Exercise details | Check every line of the data and copy the ones where "pending" appears.

Data to examine below:

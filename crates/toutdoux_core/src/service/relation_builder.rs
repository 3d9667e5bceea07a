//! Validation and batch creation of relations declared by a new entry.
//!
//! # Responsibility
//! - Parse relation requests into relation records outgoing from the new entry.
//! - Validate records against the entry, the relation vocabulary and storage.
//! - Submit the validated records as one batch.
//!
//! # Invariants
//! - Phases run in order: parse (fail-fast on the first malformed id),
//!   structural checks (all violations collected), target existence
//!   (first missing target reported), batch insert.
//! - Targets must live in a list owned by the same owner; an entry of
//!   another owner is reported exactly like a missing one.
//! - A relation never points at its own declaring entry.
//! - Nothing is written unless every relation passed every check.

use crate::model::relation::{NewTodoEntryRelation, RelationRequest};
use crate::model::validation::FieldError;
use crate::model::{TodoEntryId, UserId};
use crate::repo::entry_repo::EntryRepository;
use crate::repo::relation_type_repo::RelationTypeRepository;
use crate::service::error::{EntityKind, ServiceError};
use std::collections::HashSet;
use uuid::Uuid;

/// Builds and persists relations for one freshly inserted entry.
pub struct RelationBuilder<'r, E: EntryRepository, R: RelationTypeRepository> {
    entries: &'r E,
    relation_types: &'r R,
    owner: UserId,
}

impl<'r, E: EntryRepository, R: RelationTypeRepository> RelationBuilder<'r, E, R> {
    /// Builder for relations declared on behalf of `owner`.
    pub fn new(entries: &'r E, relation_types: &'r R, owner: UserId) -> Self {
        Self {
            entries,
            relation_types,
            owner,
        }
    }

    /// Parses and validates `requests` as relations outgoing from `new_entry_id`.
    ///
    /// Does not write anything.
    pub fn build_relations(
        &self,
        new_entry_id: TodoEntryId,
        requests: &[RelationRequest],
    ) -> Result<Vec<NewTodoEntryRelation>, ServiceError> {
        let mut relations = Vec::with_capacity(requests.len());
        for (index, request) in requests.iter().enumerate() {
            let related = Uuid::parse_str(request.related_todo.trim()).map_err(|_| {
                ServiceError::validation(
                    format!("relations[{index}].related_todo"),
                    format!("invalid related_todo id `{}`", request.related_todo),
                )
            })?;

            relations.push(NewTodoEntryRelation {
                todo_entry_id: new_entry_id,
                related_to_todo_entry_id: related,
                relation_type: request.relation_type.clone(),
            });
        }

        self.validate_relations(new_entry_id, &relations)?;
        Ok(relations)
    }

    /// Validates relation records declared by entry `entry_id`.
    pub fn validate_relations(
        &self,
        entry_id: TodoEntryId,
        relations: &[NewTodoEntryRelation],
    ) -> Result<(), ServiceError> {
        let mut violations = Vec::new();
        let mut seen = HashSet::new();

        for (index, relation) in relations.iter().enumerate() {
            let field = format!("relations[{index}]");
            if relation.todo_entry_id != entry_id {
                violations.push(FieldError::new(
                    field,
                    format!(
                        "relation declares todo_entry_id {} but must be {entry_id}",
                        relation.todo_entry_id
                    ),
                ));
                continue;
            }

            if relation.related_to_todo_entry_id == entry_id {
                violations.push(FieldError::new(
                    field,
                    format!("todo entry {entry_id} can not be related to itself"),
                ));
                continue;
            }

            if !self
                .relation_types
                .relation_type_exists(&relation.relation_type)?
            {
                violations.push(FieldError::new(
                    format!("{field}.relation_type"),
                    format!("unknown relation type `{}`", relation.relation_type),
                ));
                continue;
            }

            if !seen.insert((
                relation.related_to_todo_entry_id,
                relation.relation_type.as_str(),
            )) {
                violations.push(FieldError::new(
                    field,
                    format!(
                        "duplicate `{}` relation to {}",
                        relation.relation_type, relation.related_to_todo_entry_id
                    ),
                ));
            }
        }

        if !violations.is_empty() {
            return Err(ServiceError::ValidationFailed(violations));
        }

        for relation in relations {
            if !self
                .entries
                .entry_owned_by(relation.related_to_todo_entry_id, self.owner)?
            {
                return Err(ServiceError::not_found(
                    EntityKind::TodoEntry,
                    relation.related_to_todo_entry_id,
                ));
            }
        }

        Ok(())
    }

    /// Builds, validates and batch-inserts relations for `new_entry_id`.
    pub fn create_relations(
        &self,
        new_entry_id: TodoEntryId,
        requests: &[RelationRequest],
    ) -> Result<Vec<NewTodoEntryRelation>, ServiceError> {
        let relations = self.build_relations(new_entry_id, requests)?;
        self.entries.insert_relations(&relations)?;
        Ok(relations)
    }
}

End of Data to examine.
Data to examine below:

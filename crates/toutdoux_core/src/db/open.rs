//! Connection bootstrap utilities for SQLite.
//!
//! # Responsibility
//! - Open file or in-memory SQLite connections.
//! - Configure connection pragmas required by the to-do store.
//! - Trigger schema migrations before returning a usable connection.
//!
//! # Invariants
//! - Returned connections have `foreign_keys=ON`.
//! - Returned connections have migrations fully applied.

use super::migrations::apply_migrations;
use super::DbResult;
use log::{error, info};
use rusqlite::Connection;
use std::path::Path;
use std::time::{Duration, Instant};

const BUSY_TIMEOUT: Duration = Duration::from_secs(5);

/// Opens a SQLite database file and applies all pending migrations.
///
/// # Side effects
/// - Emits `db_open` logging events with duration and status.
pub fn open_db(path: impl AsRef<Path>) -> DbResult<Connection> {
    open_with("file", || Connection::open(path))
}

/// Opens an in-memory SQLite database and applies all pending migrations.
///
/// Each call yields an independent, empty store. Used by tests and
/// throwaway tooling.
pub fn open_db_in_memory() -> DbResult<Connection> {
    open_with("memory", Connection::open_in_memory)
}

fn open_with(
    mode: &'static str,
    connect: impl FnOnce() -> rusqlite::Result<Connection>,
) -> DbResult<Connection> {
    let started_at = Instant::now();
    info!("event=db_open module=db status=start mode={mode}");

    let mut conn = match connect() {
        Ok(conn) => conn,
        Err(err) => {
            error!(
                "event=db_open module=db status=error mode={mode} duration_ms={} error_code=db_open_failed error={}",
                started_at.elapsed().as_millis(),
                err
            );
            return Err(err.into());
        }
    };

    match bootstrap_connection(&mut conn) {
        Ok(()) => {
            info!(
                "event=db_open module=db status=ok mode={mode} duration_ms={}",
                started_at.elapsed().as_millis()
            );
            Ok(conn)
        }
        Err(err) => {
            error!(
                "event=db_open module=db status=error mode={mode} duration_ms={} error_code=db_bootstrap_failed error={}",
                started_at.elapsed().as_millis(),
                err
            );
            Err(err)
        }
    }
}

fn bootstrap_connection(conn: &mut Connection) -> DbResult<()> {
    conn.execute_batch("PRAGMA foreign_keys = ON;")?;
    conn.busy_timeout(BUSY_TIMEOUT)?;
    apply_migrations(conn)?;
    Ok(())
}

End of Data to examine.
Data to examine below:

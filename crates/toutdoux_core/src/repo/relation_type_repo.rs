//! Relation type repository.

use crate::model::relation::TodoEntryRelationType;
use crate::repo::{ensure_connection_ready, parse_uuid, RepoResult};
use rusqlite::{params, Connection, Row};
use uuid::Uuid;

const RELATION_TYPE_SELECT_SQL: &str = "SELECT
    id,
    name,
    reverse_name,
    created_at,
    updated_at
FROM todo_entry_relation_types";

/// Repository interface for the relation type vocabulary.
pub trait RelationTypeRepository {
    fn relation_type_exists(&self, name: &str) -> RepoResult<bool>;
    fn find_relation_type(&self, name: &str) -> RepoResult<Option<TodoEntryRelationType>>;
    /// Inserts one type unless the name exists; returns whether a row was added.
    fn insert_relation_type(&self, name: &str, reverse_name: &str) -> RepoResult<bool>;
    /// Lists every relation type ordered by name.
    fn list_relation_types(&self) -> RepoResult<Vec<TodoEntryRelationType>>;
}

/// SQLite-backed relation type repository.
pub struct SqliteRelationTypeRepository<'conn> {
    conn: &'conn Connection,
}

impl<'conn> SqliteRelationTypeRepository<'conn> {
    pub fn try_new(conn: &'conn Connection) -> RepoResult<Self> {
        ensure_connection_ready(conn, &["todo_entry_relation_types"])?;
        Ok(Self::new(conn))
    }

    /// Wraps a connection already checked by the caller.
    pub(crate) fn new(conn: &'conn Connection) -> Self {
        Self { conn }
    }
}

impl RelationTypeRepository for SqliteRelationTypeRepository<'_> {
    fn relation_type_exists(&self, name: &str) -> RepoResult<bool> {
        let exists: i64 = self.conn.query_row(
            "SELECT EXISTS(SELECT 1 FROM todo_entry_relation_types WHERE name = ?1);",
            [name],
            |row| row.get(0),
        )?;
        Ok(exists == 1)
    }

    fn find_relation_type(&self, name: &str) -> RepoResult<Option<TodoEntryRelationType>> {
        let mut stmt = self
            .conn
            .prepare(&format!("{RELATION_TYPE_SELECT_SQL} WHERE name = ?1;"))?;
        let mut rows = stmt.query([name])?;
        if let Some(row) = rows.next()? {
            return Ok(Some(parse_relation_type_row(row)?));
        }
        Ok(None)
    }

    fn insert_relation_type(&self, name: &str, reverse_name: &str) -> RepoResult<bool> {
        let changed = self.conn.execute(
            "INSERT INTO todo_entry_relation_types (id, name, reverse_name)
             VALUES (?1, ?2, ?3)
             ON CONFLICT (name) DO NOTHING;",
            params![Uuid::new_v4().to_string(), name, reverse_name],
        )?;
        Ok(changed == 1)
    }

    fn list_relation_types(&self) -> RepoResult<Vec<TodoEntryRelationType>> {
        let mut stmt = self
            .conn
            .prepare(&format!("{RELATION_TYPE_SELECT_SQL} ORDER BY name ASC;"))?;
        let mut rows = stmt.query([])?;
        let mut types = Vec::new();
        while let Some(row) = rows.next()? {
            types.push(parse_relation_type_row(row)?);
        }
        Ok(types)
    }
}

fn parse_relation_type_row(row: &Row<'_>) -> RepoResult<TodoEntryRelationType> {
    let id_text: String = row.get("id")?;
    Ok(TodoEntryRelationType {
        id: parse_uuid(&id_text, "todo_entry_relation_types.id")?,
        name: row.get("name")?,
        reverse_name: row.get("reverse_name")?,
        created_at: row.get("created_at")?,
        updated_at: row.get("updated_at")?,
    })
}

End of Data to examine.

Finished exercise |
/// Opens a SQLite database file and applies all pending migrations.
/// Opens an in-memory SQLite database and applies all pending migrations.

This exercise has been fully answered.